Frequency Starring Dennis Quade, Jim Caviezel, Shawn Doyle, Elizabeth Mitchell. Directed by Gregory Hoblit.
Imagine if you had a radio that would allow you to change the past by speaking to people. I certainly wouldn’t fuck about talking to dead people, I’d be in there entering competitions and making myself one rich limey. Which again shows Hollywoods inefficiency at portraying realistic situations with an over stretched plot.
This movie bored me. If not for the genital herpes keeping me awake, I would not have made it passed the credits.
Jim Caviezel finds a two way radio in his attic who can speak with his dead firefighter father, Quade, who died in a big fire. The radio helps him speak to the past and he warns his dad about the fire, he survives and then his mum is killed by a serial killer. (How Bizzare!) Between the present and the past, they hunt down the serial killer, Caviezel using clues from old news papers etc. and Quade fiddle arsing around in the past.
This movie had the potential to be no more than shite. It was once said that an army of monkeys could re-write, the entire works of Shakespeare over three thousand years. This script – 2 monkeys in a fortnight.
Quade leaves me to expect more. Inner Space, DOA and that other one where he twats the fella with the buggy – Undercover Blues. In this he remains like his character – a corpse. No wonder Meg left you, fuckin’ loser!

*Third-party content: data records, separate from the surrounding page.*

//! Record and value model.
//!
//! A [`Record`] is a typed value plus bookkeeping metadata: a version
//! counter, an expiration interval and the create/update/access
//! timestamps. Values are a closed tagged set ([`Value`]) so that list
//! and dictionary operations can pattern-match instead of reflecting.

use serde::de::{self, Deserializer, Visitor};
use serde::ser::Serializer;
use serde::{Deserialize, Serialize};
use std::collections::BTreeMap;
use std::fmt;
use std::time::{SystemTime, UNIX_EPOCH};

/// Current wall-clock time in milliseconds since the Unix epoch.
pub fn now_millis() -> u64 {
    SystemTime::now()
        .duration_since(UNIX_EPOCH)
        .unwrap_or_default()
        .as_millis() as u64
}

// ---------------------------------------------------------------------------
// Value
// ---------------------------------------------------------------------------

/// A value stored under a key: a scalar, an ordered sequence or a
/// mapping. The JSON representation is untagged, so `42`, `"s"`,
/// `[1, 2]` and `{"a": 1}` all decode to the natural variant.
#[derive(Debug, Clone, Default, PartialEq, Serialize, Deserialize)]
#[serde(untagged)]
pub enum Value {
    #[default]
    Null,
    Bool(bool),
    Int(i64),
    Float(f64),
    String(String),
    List(Vec<Value>),
    Dict(BTreeMap<DictKey, Value>),
}

impl Value {
    /// Whether the value is an ordered sequence.
    pub fn is_list(&self) -> bool {
        matches!(self, Value::List(_))
    }

    /// Whether the value is a mapping.
    pub fn is_dict(&self) -> bool {
        matches!(self, Value::Dict(_))
    }
}

impl From<bool> for Value {
    fn from(v: bool) -> Self {
        Value::Bool(v)
    }
}

impl From<i64> for Value {
    fn from(v: i64) -> Self {
        Value::Int(v)
    }
}

impl From<f64> for Value {
    fn from(v: f64) -> Self {
        Value::Float(v)
    }
}

impl From<&str> for Value {
    fn from(v: &str) -> Self {
        Value::String(v.to_string())
    }
}

impl From<String> for Value {
    fn from(v: String) -> Self {
        Value::String(v)
    }
}

impl From<Vec<Value>> for Value {
    fn from(v: Vec<Value>) -> Self {
        Value::List(v)
    }
}

impl From<BTreeMap<DictKey, Value>> for Value {
    fn from(v: BTreeMap<DictKey, Value>) -> Self {
        Value::Dict(v)
    }
}

impl fmt::Display for Value {
    /// Human-readable form for logs and error texts. Strings print
    /// bare, so `item a is invalid` reads naturally.
    fn fmt(&self, f: &mut fmt::Formatter<'_>) -> fmt::Result {
        match self {
            Value::Null => write!(f, "null"),
            Value::Bool(b) => write!(f, "{}", b),
            Value::Int(n) => write!(f, "{}", n),
            Value::Float(n) => write!(f, "{}", n),
            Value::String(s) => write!(f, "{}", s),
            Value::List(items) => {
                write!(f, "[")?;
                for (i, item) in items.iter().enumerate() {
                    if i > 0 {
                        write!(f, ", ")?;
                    }
                    write!(f, "{}", item)?;
                }
                write!(f, "]")
            }
            Value::Dict(entries) => {
                write!(f, "{{")?;
                for (i, (k, v)) in entries.iter().enumerate() {
                    if i > 0 {
                        write!(f, ", ")?;
                    }
                    write!(f, "{}: {}", k, v)?;
                }
                write!(f, "}}")
            }
        }
    }
}

// ---------------------------------------------------------------------------
// DictKey
// ---------------------------------------------------------------------------

/// The key of a mapping. Mappings are keyed by a scalar: a boolean, an
/// integer or a string. Lookups with any other shape are type errors.
#[derive(Debug, Clone, PartialEq, Eq, PartialOrd, Ord, Hash)]
pub enum DictKey {
    Bool(bool),
    Int(i64),
    String(String),
}

impl DictKey {
    /// Canonicalize a lookup value to a mapping key. `None` for shapes
    /// that can never key a mapping.
    pub fn from_value(v: &Value) -> Option<DictKey> {
        match v {
            Value::Bool(b) => Some(DictKey::Bool(*b)),
            Value::Int(n) => Some(DictKey::Int(*n)),
            Value::String(s) => Some(DictKey::String(s.clone())),
            _ => None,
        }
    }

    /// Whether two keys are the same scalar variant. Mappings are
    /// homogeneously keyed, so a variant mismatch is a type error
    /// rather than a miss.
    pub fn same_kind(&self, other: &DictKey) -> bool {
        matches!(
            (self, other),
            (DictKey::Bool(_), DictKey::Bool(_))
                | (DictKey::Int(_), DictKey::Int(_))
                | (DictKey::String(_), DictKey::String(_))
        )
    }
}

impl fmt::Display for DictKey {
    fn fmt(&self, f: &mut fmt::Formatter<'_>) -> fmt::Result {
        match self {
            DictKey::Bool(b) => write!(f, "{}", b),
            DictKey::Int(n) => write!(f, "{}", n),
            DictKey::String(s) => write!(f, "{}", s),
        }
    }
}

// JSON object keys are strings. Keys serialize through their display
// form and deserialize with inference, so `{"3": 4}` round-trips to an
// integer-keyed mapping. A string key that itself looks like an
// integer or boolean does not survive the trip; JSON cannot express
// the difference.
impl Serialize for DictKey {
    fn serialize<S: Serializer>(&self, serializer: S) -> Result<S::Ok, S::Error> {
        serializer.collect_str(self)
    }
}

impl<'de> Deserialize<'de> for DictKey {
    fn deserialize<D: Deserializer<'de>>(deserializer: D) -> Result<Self, D::Error> {
        struct KeyVisitor;

        impl Visitor<'_> for KeyVisitor {
            type Value = DictKey;

            fn expecting(&self, f: &mut fmt::Formatter<'_>) -> fmt::Result {
                f.write_str("a mapping key string")
            }

            fn visit_str<E: de::Error>(self, s: &str) -> Result<DictKey, E> {
                if let Ok(b) = s.parse::<bool>() {
                    return Ok(DictKey::Bool(b));
                }
                if let Ok(n) = s.parse::<i64>() {
                    return Ok(DictKey::Int(n));
                }
                Ok(DictKey::String(s.to_string()))
            }
        }

        deserializer.deserialize_str(KeyVisitor)
    }
}

// ---------------------------------------------------------------------------
// Record
// ---------------------------------------------------------------------------

/// Record bookkeeping: version counter, expiration interval and
/// timestamps. Timestamps are milliseconds since the Unix epoch; zero
/// means "never" (`accessed_at` before the first load).
#[derive(Debug, Clone, Copy, Default, PartialEq, Eq, Serialize, Deserialize)]
#[serde(rename_all = "PascalCase")]
pub struct Meta {
    /// Serial number of the record, incremented on every store.
    pub index: u64,

    /// Time to live in milliseconds. Values less than or equal to
    /// zero mean the record is never evicted.
    pub expire_time: i64,

    /// When the record was last loaded.
    pub accessed_at: u64,

    /// When the record was first stored. Never changes across updates.
    pub created_at: u64,

    /// When the record was last stored.
    pub updated_at: u64,
}

/// A versioned value stored under a key.
#[derive(Debug, Clone, Default, PartialEq, Serialize, Deserialize)]
#[serde(rename_all = "PascalCase")]
pub struct Record {
    pub meta: Meta,
    pub data: Value,
}

impl Record {
    /// A record carrying data and an expiration interval, as handed to
    /// a store operation. The remaining metadata is assigned by the
    /// hash store.
    pub fn with_expiry(data: Value, expire_time: i64) -> Self {
        Record {
            meta: Meta {
                expire_time,
                ..Meta::default()
            },
            data,
        }
    }

    /// Whether the record is never evicted.
    pub fn is_permanent(&self) -> bool {
        self.meta.expire_time <= 0
    }

    /// The moment the record expires. Meaningless for permanent
    /// records; callers check [`Record::is_permanent`] first.
    pub fn expires_at(&self) -> u64 {
        self.meta
            .created_at
            .saturating_add_signed(self.meta.expire_time)
    }

    /// Whether the record has outlived its expiration interval.
    pub fn is_expired(&self) -> bool {
        if self.is_permanent() {
            return false;
        }
        let lived = now_millis().saturating_sub(self.meta.created_at);
        lived as i64 > self.meta.expire_time
    }
}

// ---------------------------------------------------------------------------
// Tests
// ---------------------------------------------------------------------------
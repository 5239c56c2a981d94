use clap::Parser;

/// Command-line front end for the sliding-tile solver, matching the option
/// surface and defaults of `original_source/main.cpp`.
#[derive(Parser, Debug)]
#[command(
    name = "tilepuzzle-solver",
    about = "IDA* solver for sliding-tile puzzles",
    disable_help_flag = true
)]
pub struct Args {
    /// Show this help.
    #[arg(long = "help", action = clap::ArgAction::Help)]
    pub help: Option<bool>,

    /// Generate/print the board and skip solving.
    #[arg(short = 'n', long = "no-solution")]
    pub no_solution: bool,

    /// Also emit the input board in bracketed form.
    #[arg(short = 'j', long = "json")]
    pub json: bool,

    /// Board width, ignored when `--set-puzzle` is given.
    #[arg(short = 'w', long = "width", default_value_t = 4)]
    pub width: u32,

    /// Board height, ignored when `--set-puzzle` is given.
    #[arg(short = 'h', long = "height", default_value_t = 4)]
    pub height: u32,

    /// A board in bracketed row-major form, e.g. `[[1,2,3],[4,5,6],[7,8,0]]`.
    #[arg(short = 'c', long = "set-puzzle")]
    pub set_puzzle: Option<String>,

    /// Enable the parallel search variant.
    #[arg(
        short = 'm',
        long = "multi",
        action = clap::ArgAction::Set,
        num_args = 1,
        default_value_t = true
    )]
    pub multi: bool,

    /// Worker budget for the parallel variant; defaults to hardware
    /// concurrency.
    #[arg(short = 'u', long = "cpu-units")]
    pub cpu_units: Option<u32>,
}

impl Args {
    #[must_use]
    pub fn resolved_cpu_units(&self) -> u32 {
        self.cpu_units.unwrap_or_else(|| {
            std::thread::available_parallelism()
                .map(|n| n.get() as u32)
                .unwrap_or(1)
        })
    }
}
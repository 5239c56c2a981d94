use rand::Rng;

use super::{Board, BoardError};

impl Board {
    /// Produces a uniformly shuffled permutation of `0..width*height`, in the
    /// manner of `original_source/src/Board.cpp::__createRandom`: a
    /// Fisher-Yates shuffle over the flattened cell array. Does not consult
    /// the parity fixer — a freshly shuffled board may well be unsolvable,
    /// which is exactly what [`crate::parity::fix`] exists to correct.
    pub fn random(width: u32, height: u32) -> Result<Self, BoardError> {
        if width < 2 || height < 2 || width * height < 4 {
            return Err(BoardError::InvalidDimensions { width, height });
        }

        let size = (width * height) as usize;
        let mut cells: Vec<u32> = (0..size as u32).collect();
        let mut rng = rand::thread_rng();
        for i in (1..size).rev() {
            let j = rng.gen_range(0..=i);
            cells.swap(i, j);
        }

        Ok(Self::from_cells(width, height, cells.into_boxed_slice()))
    }
}
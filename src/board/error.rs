use std::fmt::{Display, Formatter};

/// Errors produced while constructing a [`super::Board`] from user input.
///
/// Mirrors the teacher's `BoardCreationError` shape: a flat enum, manual
/// `Display`, and a `std::error::Error` impl with no source chaining since
/// every variant is already a leaf diagnostic.
#[derive(Debug, Clone, PartialEq, Eq)]
pub enum BoardError {
    /// `width < 2`, `height < 2`, or `width * height < 4`.
    InvalidDimensions { width: u32, height: u32 },
    /// Bracket imbalance, nesting violation, non-integer token,
    /// out-of-range/duplicate/missing tile, or uneven row widths.
    Malformed { detail: String, position: usize },
}

impl Display for BoardError {
    fn fmt(&self, f: &mut Formatter<'_>) -> std::fmt::Result {
        match self {
            Self::InvalidDimensions { .. } => write!(f, "minimal board dimension is 2x2"),
            Self::Malformed { detail, position } => {
                write!(f, "{detail} (at position {position})")
            }
        }
    }
}

impl std::error::Error for BoardError {}
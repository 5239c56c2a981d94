use std::str::FromStr;

use bit_set::BitSet;

use super::{Board, BoardError};

/// Parses the bracketed row-major form `[[v00,v01,...],[v10,...],...]`.
///
/// Grounded in `original_source/src/Board.cpp::__parse`: a single forward
/// scan tracking bracket depth, with every rejection reported as a
/// `Malformed` error carrying the byte position that triggered it (the
/// original emits a caret at this position; the front end is responsible
/// for rendering that, this parser only reports where).
impl FromStr for Board {
    type Err = BoardError;

    fn from_str(s: &str) -> Result<Self, Self::Err> {
        let bytes = s.as_bytes();
        let mut pos = 0usize;

        let expect = |pos: &mut usize, ch: u8| -> Result<(), BoardError> {
            if bytes.get(*pos) == Some(&ch) {
                *pos += 1;
                Ok(())
            } else {
                Err(BoardError::Malformed {
                    detail: format!("expected '{}'", ch as char),
                    position: *pos,
                })
            }
        };

        expect(&mut pos, b'[')?;

        let mut rows: Vec<Vec<u32>> = Vec::new();
        loop {
            expect(&mut pos, b'[')?;
            let mut row = Vec::new();
            loop {
                let start = pos;
                while bytes.get(pos).is_some_and(u8::is_ascii_digit) {
                    pos += 1;
                }
                if pos == start {
                    return Err(BoardError::Malformed {
                        detail: "expected an integer token".to_string(),
                        position: pos,
                    });
                }
                let token = std::str::from_utf8(&bytes[start..pos]).unwrap();
                let value: u32 = token.parse().map_err(|_| BoardError::Malformed {
                    detail: format!("value '{token}' out of range"),
                    position: start,
                })?;
                row.push(value);

                match bytes.get(pos) {
                    Some(b',') => {
                        pos += 1;
                    }
                    Some(b']') => {
                        pos += 1;
                        break;
                    }
                    _ => {
                        return Err(BoardError::Malformed {
                            detail: "expected ',' or ']'".to_string(),
                            position: pos,
                        });
                    }
                }
            }
            rows.push(row);

            match bytes.get(pos) {
                Some(b',') => {
                    pos += 1;
                }
                Some(b']') => {
                    pos += 1;
                    break;
                }
                _ => {
                    return Err(BoardError::Malformed {
                        detail: "expected ',' or ']'".to_string(),
                        position: pos,
                    });
                }
            }
        }

        if pos != bytes.len() {
            return Err(BoardError::Malformed {
                detail: "trailing data after closing bracket".to_string(),
                position: pos,
            });
        }

        let height = rows.len() as u32;
        let width = rows.first().map_or(0, Vec::len) as u32;
        if rows.iter().any(|row| row.len() as u32 != width) {
            return Err(BoardError::Malformed {
                detail: "uneven row widths".to_string(),
                position: 0,
            });
        }
        if width < 2 || height < 2 || width * height < 4 {
            return Err(BoardError::InvalidDimensions { width, height });
        }

        let size = (width * height) as usize;
        let cells: Vec<u32> = rows.into_iter().flatten().collect();

        let mut seen = BitSet::with_capacity(size);
        for &tile in &cells {
            if tile as usize >= size {
                return Err(BoardError::Malformed {
                    detail: format!("tile value {tile} out of range for {size} cells"),
                    position: 0,
                });
            }
            if !seen.insert(tile as usize) {
                return Err(BoardError::Malformed {
                    detail: format!("duplicate tile value {tile}"),
                    position: 0,
                });
            }
        }
        if seen.len() != size {
            return Err(BoardError::Malformed {
                detail: "board is missing one or more tile values".to_string(),
                position: 0,
            });
        }

        Ok(Board::from_cells(width, height, cells.into_boxed_slice()))
    }
}

#[cfg(test)]
mod tests {
    use super::*;

    #[test]
    fn parses_canonical_goal() {
        let board: Board = "[[1,2,3],[4,5,6],[7,8,0]]".parse().unwrap();
        assert_eq!(board.width(), 3);
        assert_eq!(board.height(), 3);
        assert_eq!(board.value_at(2, 2), 0);
    }

    #[test]
    fn rejects_too_small_dimensions() {
        let err = "[[1,0]]".parse::<Board>().unwrap_err();
        assert!(matches!(err, BoardError::InvalidDimensions { .. }));
        assert_eq!(err.to_string(), "minimal board dimension is 2x2");
    }

    #[test]
    fn rejects_duplicate_tile() {
        let err = "[[1,1,3],[4,5,6],[7,8,0]]".parse::<Board>().unwrap_err();
        assert!(matches!(err, BoardError::Malformed { .. }));
    }

    #[test]
    fn rejects_missing_tile() {
        let err = "[[1,2,3],[4,5,6],[7,8,8]]".parse::<Board>().unwrap_err();
        assert!(matches!(err, BoardError::Malformed { .. }));
    }

    #[test]
    fn rejects_uneven_rows() {
        let err = "[[1,2,3],[4,5],[7,8,0]]".parse::<Board>().unwrap_err();
        assert!(matches!(err, BoardError::Malformed { .. }));
    }

    #[test]
    fn rejects_unmatched_bracket() {
        let err = "[[1,2,3],[4,5,6],[7,8,0]".parse::<Board>().unwrap_err();
        assert!(matches!(err, BoardError::Malformed { .. }));
    }

    #[test]
    fn round_trips_through_bracketed_string() {
        let board: Board = "[[1,2,3],[4,5,6],[7,8,0]]".parse().unwrap();
        let again: Board = board.to_bracketed_string().parse().unwrap();
        assert_eq!(board, again);
    }
}
//! 2-D Cartesian geometry primitives.
//!
//! Everything downstream (clustering, assignment, reporting) is built on
//! [`Vector`] and its Euclidean [`Vector::distance`]. Coordinates are `f64`
//! and equality is exact component equality, acceptable here because inputs
//! are parsed decimal literals and centroids are only ever copied, never
//! re-derived through differing arithmetic paths.

use std::fmt;
use std::str::FromStr;

use crate::error::{Error, Result};

/// A point in a 2-dimensional Cartesian coordinate system.
#[derive(Clone, Copy, Debug, PartialEq)]
pub struct Vector {
    /// Horizontal coordinate.
    pub x: f64,
    /// Vertical coordinate.
    pub y: f64,
}

impl Vector {
    /// The origin, `(0, 0)`.
    pub const ZERO: Vector = Vector { x: 0.0, y: 0.0 };

    /// Create a vector from its coordinates.
    pub fn new(x: f64, y: f64) -> Self {
        Self { x, y }
    }

    /// Euclidean distance between `self` and `other`.
    ///
    /// Never fails; returns `0.0` for coincident points.
    #[inline]
    pub fn distance(&self, other: &Vector) -> f64 {
        let dx = other.x - self.x;
        let dy = other.y - self.y;
        (dx * dx + dy * dy).sqrt()
    }

    /// *Squared* magnitude from the origin, `x² + y²`.
    ///
    /// Note this is the squared value, not the true Euclidean norm. The
    /// squared semantics are intentional and preserved; no caller in this
    /// crate consumes a true magnitude.
    #[inline]
    pub fn magnitude(&self) -> f64 {
        self.x * self.x + self.y * self.y
    }

    /// Component-wise strict less-than: true iff BOTH `x` and `y` are
    /// strictly smaller than `other`'s.
    ///
    /// This is a partial order, not a total one: for points such as
    /// `(0, 1)` and `(1, 0)` neither `component_lt` direction holds. It is
    /// deliberately not exposed through `PartialOrd`/`Ord`, which would
    /// invite sorting with it.
    pub fn component_lt(&self, other: &Vector) -> bool {
        self.x < other.x && self.y < other.y
    }

    /// Component-wise less-than-or-equal: true iff BOTH `x` and `y` are
    /// less than or equal to `other`'s.
    ///
    /// Same partial-order caveat as [`Vector::component_lt`].
    pub fn component_le(&self, other: &Vector) -> bool {
        self.x <= other.x && self.y <= other.y
    }
}

impl From<(f64, f64)> for Vector {
    fn from((x, y): (f64, f64)) -> Self {
        Self { x, y }
    }
}

impl FromStr for Vector {
    type Err = Error;

    /// Parse a vector from the `"x,y"` wire form.
    fn from_str(s: &str) -> Result<Self> {
        let parse_err = || Error::ParsePoint {
            input: s.to_string(),
        };

        let mut fields = s.split(',');
        let x = fields.next().ok_or_else(parse_err)?;
        let y = fields.next().ok_or_else(parse_err)?;
        if fields.next().is_some() {
            return Err(parse_err());
        }

        let x: f64 = x.trim().parse().map_err(|_| parse_err())?;
        let y: f64 = y.trim().parse().map_err(|_| parse_err())?;
        Ok(Self { x, y })
    }
}

impl fmt::Display for Vector {
    /// Format as `"x,y"`, the same form [`FromStr`] accepts.
    fn fmt(&self, f: &mut fmt::Formatter<'_>) -> fmt::Result {
        write!(f, "{},{}", self.x, self.y)
    }
}
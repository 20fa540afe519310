use thiserror::Error;

/// Errors returned by the pooling pipeline and its components.
#[derive(Debug, Error)]
pub enum Error {
    /// Input slice is empty.
    #[error("empty input")]
    EmptyInput,

    /// A point string did not split into exactly two numeric fields.
    #[error("invalid point {input:?}: expected \"x,y\"")]
    ParsePoint {
        /// The offending input string.
        input: String,
    },

    /// Requested cluster count is incompatible with the dataset.
    #[error("invalid cluster count: requested {requested}, but dataset has {n_points} points")]
    InvalidClusterCount {
        /// Requested number of clusters.
        requested: usize,
        /// Number of points in the dataset.
        n_points: usize,
    },

    /// Group and cab pools have different sizes.
    #[error("count mismatch: {groups} groups but {cabs} cabs")]
    CountMismatch {
        /// Number of groups.
        groups: usize,
        /// Number of cabs.
        cabs: usize,
    },
}

/// Result type used by this crate.
pub type Result<T> = std::result::Result<T, Error>;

Normally I would not go to see this kind of film as my nurse doesn’t like me to get excited, but I think she had already seen it and knew that there was nothing to worry about.
If they ever make a sequel, I hope that they will be erasing the past, MY past, so I can get my money and my 90 minutes back. The problem is that Hollywood will continue to churn out parrott vomit like this.They don’t look at the reviews! They only look at the gross monies that they have taken since the picture opened. Monies that were taken BEFORE the film has been seen. Heres a novel idea. Let us watch the film FIRST then let us decide if we should pay. Then you would see which actors are worth the millions.
But who am I? I’m just some fuckwit who gets to see the movie 4 months after the rest of the world, because I live in the psychiatric wing of Europe. My money is as good as everybody elses at the door but my opinion isn’t worth jack shit!